Similar frequencies of unsolicited adverse events occurred over the study duration in each group: 74 (67%) of 110 participants in the tetravalent group, 35 (64%) of 55 participants in the trivalent group, and 23 (70%) of 33 participants in the placebo group. The most frequent unsolicited adverse events were infections: 43 (39%) of 110 participants in the tetravalent group, 22 (40%) of 55 participants in the trivalent group, and 16 (49%) of 33 participants in the placebo group. Reporting rates were similar after each of the four doses. Grade 3 unsolicited adverse events were reported by five (5%) of 110 participants in the tetravalent group and three (6%) of 55 participants in the trivalent group, but in no participants in the placebo group. Six participants in the tetravalent group reported a total of seven serious adverse events: grade 2 rheumatoid arthritis and lymphoedema (occurring in one participant), grade 3 atrial fibrillation, ankle fracture, and syncope (each occurring in one participant), and grade 3 acoustic neuroma on day 93 and grade 3 angina pectoris on day 239 (occurring in one participant). The investigator considered the case of rheumatoid arthritis related to vaccination. This participant had a medical history of eczema, depression, anxiety, and multiple fractures, and developed progressive symptoms of bilateral joint pains and decreased mobility from 32 days after the final dose of tetravalent vaccine. They were diagnosed with rheumatoid arthritis about 4 months after symptoms onset. Other serious adverse events were considered unrelated to the study interventions, and no adverse events of special interest (ie, confirmed HIV infection) occurred during the study.
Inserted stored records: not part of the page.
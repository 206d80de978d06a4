//! The raze node — owns every subsystem and wires them together.
//!
//! Data flows: datagram → parser → message handling → (peer table, block
//! processor, vote pipeline). Accepted fresh blocks seed elections; votes
//! feed elections, the gap cache, and representative discovery; elections
//! hand confirmed winners back to the block processor, with rollback
//! permission when the tally displaced our block.

pub mod alarm;
pub mod block_processor;
pub mod bootstrap;
pub mod callback;
pub mod config;
pub mod error;
pub mod local_reps;
pub mod logging;
pub mod node;
pub mod vote_processor;

pub use alarm::Alarm;
pub use block_processor::{BlockProcessor, ProcessorContext};
pub use bootstrap::{BootstrapInitiator, NullBootstrap};
pub use config::NodeConfig;
pub use error::NodeError;
pub use local_reps::{LocalRep, LocalRepSet};
pub use node::Node;
pub use vote_processor::VoteProcessor;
Laboratory abnormalities were infrequent; all were grade 1 or grade 2 except for a grade 3 increase in alanine aminotransferase concentration and a grade 3 decrease in haemoglobin concentration (each occurring in one participant in the tetravalent group). The only clinically meaningful vital sign changes were bradycardia and diastolic hypertension. Asymptomatic bradycardia was observed in 15 (14%) of 110 participants in the tetravalent group, nine (16%) of 55 participants in the trivalent group, and seven (21%) of 33 participants in the placebo group. Two cases of asymptomatic bradycardia were grade 3 (one in the tetravalent group and one in the trivalent group), and both participants already had low heart rate values at baseline. Hypertension occurred in 15 (14%) of 110 participants in the tetravalent group, five (9%) of 55 participants in the trivalent group, and five (15%) of 33 participants in the placebo group, but none of the cases were grade 3.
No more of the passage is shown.